This is the original draft of The Beacon’s Editorial published on Oct.3
Co-author: D. Jefferson Bean
They came first for the Communists,
and I didn’t speak up because I wasn’t a Communist.
Then they came for the trade unionists,
and I didn’t speak up because I wasn’t a trade unionist.
Then they came for the Jews,
and I didn’t speak up because I wasn’t a Jew.
Then they came for me
and by that time no one was left to speak up.
— Martin Niemöller
Human life can end in the blink of an eye, but liberty dies incrementally. Although conservatives and libertarians often claim — and rightly so — that “big government” is inimical to freedom, state and even municipal governments are just as capable of trampling our rights.
On Monday, Sept. 27, the Alpharetta City Council unanimously approved a new design submitted by Pastor Korey Jones of the Founding Faith Worship Center, and the expansion of the facility. Fewer than a dozen people, many of them members of Jones’s congregation, attended the meeting. No one protested the expansion. Four months ago, the Islamic Center of North Fulton made a similar request before a capacity crowd — and with markedly different results.
Having purchased an adjacent 1.12 acre lot, the ICNF petitioned to expand to 13,942 square feet. The request was denied, despite the fact that its congregation had grown from 25 members to 600. They remained limited to “596.7 gross square feet per acre…or a total gross floor area of 2,524 square feet, whichever is less.” In comparison, the Founding Faith Worship Center redesigned its facility and petitioned for 14,720 square feet on a comparably sized parcel — without opposition.
We Americans often tout multiculturalism, but do we mean it? Are we less comfortable with its challenges and paradoxes than were our forebears? Perhaps we are.
WE ARE AMERICANS
During the Seventeenth and Eighteenth centuries, most American colonists were of British and/or Irish stock. Whether Puritan, Quaker, Wesleyan, Catholic or Presbyterian; most had endured religious persecution, as had their less numerous Dutch Reformed, Mennonite and Huguenot neighbors: Varied backgrounds, but common experiences.
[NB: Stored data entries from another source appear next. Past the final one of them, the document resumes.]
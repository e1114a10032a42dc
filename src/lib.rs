//! Declarative manifest engine.
//!
//! A manifest declares an ordered list of recipes and a deep-merged
//! configuration.  Executing it runs every recipe once, collects the
//! resources they describe and hands them to an apply backend, either for
//! real or in noop mode.
//!
//! The public API is organised into these layers:
//!
//! - **[`config`]**: deep-merged configuration tables and TOML manifest files
//! - **[`template`]**: ERB-style text templates rendered from a binding table
//! - **[`resources`]**: resource descriptors, the per-manifest ledger and local providers
//! - **[`manifest`]**: manifest types, instances and the execute/noop protocol
//! - **[`backend`]**: the seam that enacts resources, with a local implementation
//! - **[`commands`]**: top-level subcommand orchestration (`apply`, `plan`, `recipes`)
#![deny(clippy::or_fun_call)]
#![deny(clippy::bool_to_int_with_if)]

pub mod backend;
pub mod cli;
pub mod commands;
pub mod config;
pub mod error;
pub mod exec;
pub mod logging;
pub mod manifest;
pub mod operations;
pub mod resources;
pub mod template;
Jamestown was founded in 1607, and Plymouth in 1620; at the height of Britain’s Jacobean-era religious turmoil. By 1776, the colonists had witnessed the Gunpowder Plot, the Covenanters’ excesses, Cromwell’s Roundheads, the Penal Statutes in Ireland, Hapsburg repression in the Low Countries, and the Thirty Years War in Central Europe. Knowing the hazards of established, state-sponsored religions, our founders wisely amended the Constitution with the Bill of Rights.
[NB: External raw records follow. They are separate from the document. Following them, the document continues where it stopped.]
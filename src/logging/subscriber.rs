//! Tracing subscriber setup: console formatter, file layer, and initialisation.
use std::fs;
use std::io::Write as _;
use std::sync::Mutex;

use tracing::Level;

use super::utils::{format_utc_datetime, format_utc_time, log_file_path, strip_ansi};

const STAGE_TARGET: &str = "marionette::stage";
const DRY_RUN_TARGET: &str = "marionette::dry_run";

/// Extracts the `message` field from a [`tracing::Event`].
#[derive(Default)]
struct MessageExtractor {
    message: String,
}

impl tracing::field::Visit for MessageExtractor {
    fn record_debug(&mut self, field: &tracing::field::Field, value: &dyn std::fmt::Debug) {
        if field.name() == "message" {
            self.message = format!("{value:?}");
        }
    }

    fn record_str(&mut self, field: &tracing::field::Field, value: &str) {
        if field.name() == "message" {
            self.message = value.to_string();
        }
    }
}

fn message_of(event: &tracing::Event<'_>) -> String {
    let mut extractor = MessageExtractor::default();
    event.record(&mut extractor);
    extractor.message
}

/// One log-file line: timestamp, level tag, and the message without ANSI
/// codes.
fn file_line(ts: &str, level: Level, target: &str, msg: &str) -> String {
    let msg = strip_ansi(msg);
    match (level, target) {
        (Level::INFO, STAGE_TARGET) => format!("[{ts}] ==> {msg}"),
        (Level::INFO, DRY_RUN_TARGET) => format!("[{ts}]     [noop] {msg}"),
        (Level::ERROR, _) => format!("[{ts}]     [error] {msg}"),
        (Level::WARN, _) => format!("[{ts}]     [warn] {msg}"),
        (Level::DEBUG | Level::TRACE, _) => format!("[{ts}]     [debug] {msg}"),
        _ => format!("[{ts}]     {msg}"),
    }
}

/// One console line, colored by level and target.
fn console_line(level: Level, target: &str, msg: &str) -> String {
    match level {
        Level::ERROR => format!("\x1b[31mERROR\x1b[0m {msg}"),
        Level::WARN => format!("\x1b[33mWARN\x1b[0m  {msg}"),
        Level::INFO if target == STAGE_TARGET => format!("\x1b[1;34m==>\x1b[0m \x1b[1m{msg}\x1b[0m"),
        Level::INFO if target == DRY_RUN_TARGET => format!("  \x1b[33m[NOOP]\x1b[0m {msg}"),
        Level::INFO => format!("  {msg}"),
        _ => format!("  \x1b[2m{msg}\x1b[0m"),
    }
}

/// A [`tracing_subscriber::Layer`] that appends all events to the persistent
/// log file.
///
/// Always captures events at `DEBUG` level and above regardless of the
/// console verbosity setting.
#[derive(Debug)]
pub(super) struct FileLayer {
    file: Mutex<fs::File>,
}

impl FileLayer {
    /// Truncate the log file for `command`, write a run header, and return a
    /// layer appending to it.
    ///
    /// Returns `None` if the cache directory cannot be created or the file
    /// cannot be opened.
    pub(super) fn new(command: &str) -> Option<Self> {
        let path = log_file_path(command)?;
        let version = option_env!("MARIONETTE_VERSION")
            .unwrap_or(concat!("dev-", env!("CARGO_PKG_VERSION")));
        let rule = "=".repeat(42);
        let header = format!(
            "{rule}\nmarionette {version} {command} {}\n{rule}\n",
            format_utc_datetime(),
        );
        fs::write(&path, header).ok()?;
        let file = fs::OpenOptions::new().append(true).open(&path).ok()?;
        Some(Self {
            file: Mutex::new(file),
        })
    }
}

impl<S: tracing::Subscriber> tracing_subscriber::Layer<S> for FileLayer {
    fn on_event(
        &self,
        event: &tracing::Event<'_>,
        _ctx: tracing_subscriber::layer::Context<'_, S>,
    ) {
        let metadata = event.metadata();
        let line = file_line(
            &format_utc_time(),
            *metadata.level(),
            metadata.target(),
            &message_of(event),
        );
        if let Ok(mut f) = self.file.lock() {
            writeln!(f, "{line}").ok();
        }
    }
}

/// A [`tracing_subscriber::fmt::FormatEvent`] producing [`console_line`]s.
struct ConsoleFormatter;

impl<S, N> tracing_subscriber::fmt::FormatEvent<S, N> for ConsoleFormatter
where
    S: tracing::Subscriber + for<'a> tracing_subscriber::registry::LookupSpan<'a>,
    N: for<'a> tracing_subscriber::fmt::FormatFields<'a> + 'static,
{
    fn format_event(
        &self,
        _ctx: &tracing_subscriber::fmt::FmtContext<'_, S, N>,
        mut writer: tracing_subscriber::fmt::format::Writer<'_>,
        event: &tracing::Event<'_>,
    ) -> std::fmt::Result {
        let metadata = event.metadata();
        writeln!(
            writer,
            "{}",
            console_line(*metadata.level(), metadata.target(), &message_of(event))
        )
    }
}

/// Initialise the global [`tracing`] subscriber.
///
/// Warnings and errors go to stderr, everything else to stdout; `verbose`
/// lowers the console level to `DEBUG`.  All events, including `debug`, are
/// also written to `$XDG_CACHE_HOME/marionette/<command>.log`.  Must be
/// called once at program startup, before any logging.
pub fn init_subscriber(verbose: bool, command: &str) {
    use tracing_subscriber::fmt::writer::MakeWriterExt as _;
    use tracing_subscriber::{
        Layer as _, filter::LevelFilter, fmt, layer::SubscriberExt as _,
        util::SubscriberInitExt as _,
    };

    let console_level = if verbose {
        LevelFilter::DEBUG
    } else {
        LevelFilter::INFO
    };

    let make_writer = std::io::stderr
        .with_max_level(Level::WARN)
        .and(std::io::stdout.with_min_level(Level::INFO));

    let console_layer = fmt::layer()
        .event_format(ConsoleFormatter)
        .with_writer(make_writer)
        .with_filter(console_level);

    let file_layer = FileLayer::new(command).map(|l| l.with_filter(LevelFilter::DEBUG));

    tracing_subscriber::registry()
        .with(console_layer)
        .with(file_layer)
        .init();
}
As the United States grew, immigrants came from farther afield — and for different reasons. The “New Americans” often sought economic and political freedom rather than religious liberty, while the “Old Americans” took it for granted. Consequently, the lessons of history were lost or forgotten: “Out of sight, out of mind.” Suggesting that religious bigotry ever disappeared would be ridiculous — but by World War II, ours was one of the few countries in which Catholic and Protestant, Christian and Jew could coexist without sectarian violence. It was a momentous accomplishment, in which we should still take pride. Assimilation had conquered parochialism, and whatever our faiths, we were all Americans.
A CHANGED LANDSCAPE
Immigration continues, but the cultural landscape has changed. Today’s newcomers are as likely to be Taoist, Hindu, Buddhist or Muslim as Christian or Jewish; but upon attaining citizenship, they become Americans. The Muslims who stood before the Alpharetta City Council four months ago were no less American than the Christians who attended Monday’s meeting, and entitled the same rights.
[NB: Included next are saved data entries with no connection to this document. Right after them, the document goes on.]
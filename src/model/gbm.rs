//! Gradient-boosted ensemble artifact.
//!
//! The training pipeline exports the fitted regressor as a JSON artifact:
//! feature schema, global importances, and the ensemble's trees flattened
//! into node arrays. This module loads and validates that artifact and
//! walks the trees for single-point inference. Training and attribution
//! stay on the training side of the boundary.
//!
//! Prediction is `base_score + learning_rate * Σ leaf(tree, x)`, each tree
//! descending left on `x[feature] <= threshold`.

use serde::{Deserialize, Serialize};
use std::path::Path;

use crate::artifact::ArtifactLoadError;
use crate::model::{DemandModel, InferenceError};

/// Artifact schema version this build understands.
pub const GBM_ARTIFACT_VERSION: u32 = 1;

/// One node of a flattened regression tree. Internal nodes carry a feature
/// test and child indices; leaves carry only `value`.
#[derive(Debug, Clone, Serialize, Deserialize)]
pub struct TreeNode {
    /// Index into the feature vector; `None` marks a leaf.
    #[serde(default)]
    pub feature: Option<usize>,
    #[serde(default)]
    pub threshold: f64,
    #[serde(default)]
    pub left: Option<usize>,
    #[serde(default)]
    pub right: Option<usize>,
    /// Leaf output (ignored on internal nodes).
    #[serde(default)]
    pub value: f64,
}

impl TreeNode {
    fn is_leaf(&self) -> bool {
        self.feature.is_none()
    }
}

/// One regression tree, nodes indexed from the root at 0.
#[derive(Debug, Clone, Serialize, Deserialize)]
pub struct Tree {
    pub nodes: Vec<TreeNode>,
}

impl Tree {
    /// Walk to a leaf. The load-time validation guarantees child indices
    /// are in range; the step cap guards against a cyclic artifact anyway.
    fn evaluate(&self, features: &[f64]) -> Result<f64, InferenceError> {
        let mut index = 0usize;
        for _ in 0..=self.nodes.len() {
            let node = &self.nodes[index];
            if node.is_leaf() {
                return Ok(node.value);
            }
            let feature = node.feature.unwrap_or_default();
            let go_left = features[feature] <= node.threshold;
            index = if go_left {
                node.left.unwrap_or_default()
            } else {
                node.right.unwrap_or_default()
            };
        }
        Err(InferenceError("tree walk did not reach a leaf".to_string()))
    }
}

/// The fitted gradient-boosted regressor, loaded from its exported
/// artifact.
#[derive(Debug, Clone, Serialize, Deserialize)]
pub struct GradientBoostedModel {
    pub schema_version: u32,
    pub feature_names: Vec<String>,
    pub feature_importances: Vec<f64>,
    pub base_score: f64,
    pub learning_rate: f64,
    pub trees: Vec<Tree>,
}

impl GradientBoostedModel {
    /// Load and validate the exported model artifact.
    pub fn load(path: &Path) -> Result<Self, ArtifactLoadError> {
        let bytes =
            std::fs::read(path).map_err(|e| ArtifactLoadError::Io(path.to_path_buf(), e))?;
        let model: GradientBoostedModel =
            serde_json::from_slice(&bytes).map_err(|e| ArtifactLoadError::parse(path, e))?;
        model.validate().map_err(|reason| ArtifactLoadError::schema(path, reason))?;
        Ok(model)
    }

    fn validate(&self) -> Result<(), String> {
        if self.schema_version != GBM_ARTIFACT_VERSION {
            return Err(format!(
                "unsupported model schema version {} (expected {})",
                self.schema_version, GBM_ARTIFACT_VERSION
            ));
        }
        if self.feature_names.is_empty() {
            return Err("model artifact declares no features".to_string());
        }
        if self.feature_importances.len() != self.feature_names.len() {
            return Err(format!(
                "feature_importances length {} does not match feature_names length {}",
                self.feature_importances.len(),
                self.feature_names.len()
            ));
        }
        if self.trees.is_empty() {
            return Err("model artifact contains no trees".to_string());
        }
        for (t, tree) in self.trees.iter().enumerate() {
            if tree.nodes.is_empty() {
                return Err(format!("tree {t} has no nodes"));
            }
            for (n, node) in tree.nodes.iter().enumerate() {
                if node.is_leaf() {
                    continue;
                }
                let feature = node.feature.unwrap_or_default();
                if feature >= self.feature_names.len() {
                    return Err(format!(
                        "tree {t} node {n} tests feature {feature}, out of range"
                    ));
                }
                match (node.left, node.right) {
                    (Some(left), Some(right))
                        if left < tree.nodes.len() && right < tree.nodes.len() => {}
                    _ => {
                        return Err(format!(
                            "tree {t} node {n} has missing or out-of-range children"
                        ))
                    }
                }
            }
        }
        Ok(())
    }
}

impl DemandModel for GradientBoostedModel {
    fn feature_names(&self) -> &[String] {
        &self.feature_names
    }

    fn feature_importances(&self) -> &[f64] {
        &self.feature_importances
    }

    fn predict(&self, features: &[f64]) -> Result<f64, InferenceError> {
        if features.len() != self.feature_names.len() {
            return Err(InferenceError(format!(
                "feature vector has {} values, model expects {}",
                features.len(),
                self.feature_names.len()
            )));
        }
        let mut sum = 0.0;
        for tree in &self.trees {
            sum += tree.evaluate(features)?;
        }
        Ok(self.base_score + self.learning_rate * sum)
    }
}


#[cfg(test)]
mod tests {
    use super::test_support::tiny_model;
    use super::*;
    use std::io::Write;

    #[test]
    fn test_ensemble_evaluation_matches_hand_computation() {
        let model = tiny_model();
        // base 10 + 0.5 * (1 + 2) = 11.5 on the left branch
        assert_eq!(model.predict(&[3.0]).unwrap(), 11.5);
        // base 10 + 0.5 * (3 + 2) = 12.5 on the right branch
        assert_eq!(model.predict(&[8.0]).unwrap(), 12.5);
        // boundary goes left
        assert_eq!(model.predict(&[5.0]).unwrap(), 11.5);
    }

    #[test]
    fn test_predict_is_deterministic() {
        let model = tiny_model();
        let a = model.predict(&[4.2]).unwrap();
        let b = model.predict(&[4.2]).unwrap();
        assert_eq!(a, b);
    }

    #[test]
    fn test_arity_mismatch_is_inference_error() {
        let model = tiny_model();
        assert!(model.predict(&[1.0, 2.0]).is_err());
        assert!(model.predict(&[]).is_err());
    }

    #[test]
    fn test_load_round_trip() {
        let mut file = tempfile::NamedTempFile::new().unwrap();
        let json = serde_json::to_vec(&tiny_model()).unwrap();
        file.write_all(&json).unwrap();
        file.flush().unwrap();

        let model = GradientBoostedModel::load(file.path()).unwrap();
        assert_eq!(model.feature_names, vec!["x"]);
        assert_eq!(model.predict(&[3.0]).unwrap(), 11.5);
    }

    #[test]
    fn test_load_missing_file_is_io_error() {
        let err = GradientBoostedModel::load(Path::new("/nonexistent/model.json")).unwrap_err();
        assert!(matches!(err, ArtifactLoadError::Io(_, _)));
    }

    #[test]
    fn test_version_mismatch_rejected() {
        let mut model = tiny_model();
        model.schema_version = 99;
        assert!(model.validate().is_err());
    }

    #[test]
    fn test_importances_length_mismatch_rejected() {
        let mut model = tiny_model();
        model.feature_importances.push(0.5);
        assert!(model.validate().is_err());
    }

    #[test]
    fn test_out_of_range_child_rejected() {
        let mut model = tiny_model();
        model.trees[0].nodes[0].right = Some(42);
        assert!(model.validate().is_err());
    }
}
Contrary to alarmist rhetoric, nothing changed on 9-11: the changes came afterward. Before the attack, we considered all Americans equal before the law; and our rights unalienable and God-given. In theory — if not always in practice — we held principle over preference, and chose rule of law over the rule of men. If we abandon this and accept any government’s right to interfere with religious institutions (whether directly or obliquely), we negate the concept of rights.
SELF-DEFENSE IS A WAR IN MICROCOSM
“Divide and conquer” is every aspiring tyrant’s pet strategy because It works every time. By pitting different races, ethnicities and creeds against each other, enemies of freedom nurture a culture of fear, in which the threat of the “other” (often an unpopular minority) justifies progressive tyranny. One mosque in a small, Southern town may not seem like much of a battlefield, but preserving freedom is an endless struggle. Bradley Steiner once opined, “Self-defense is war in microcosm”; and is anything more worthy of defending than self-determination?
Should we allow any government — federal, state or municipal — to side-step the First and Tenth Amendments of our Constitution? Should we abandon principle for preference and imperil our own rights — blindly trusting that it won’t be our turn someday?
Today, those in power wield it at whim — not only nationally, but locally as well. Our liberties are eroding one by one. Do we band together to keep these freedoms, or do we fight amongst ourselves because we don’t like who they are, what they do, and where they came from? Do we fight “the good fight” — or petty skirmishes, in which we destroy our own freedom a little at a time?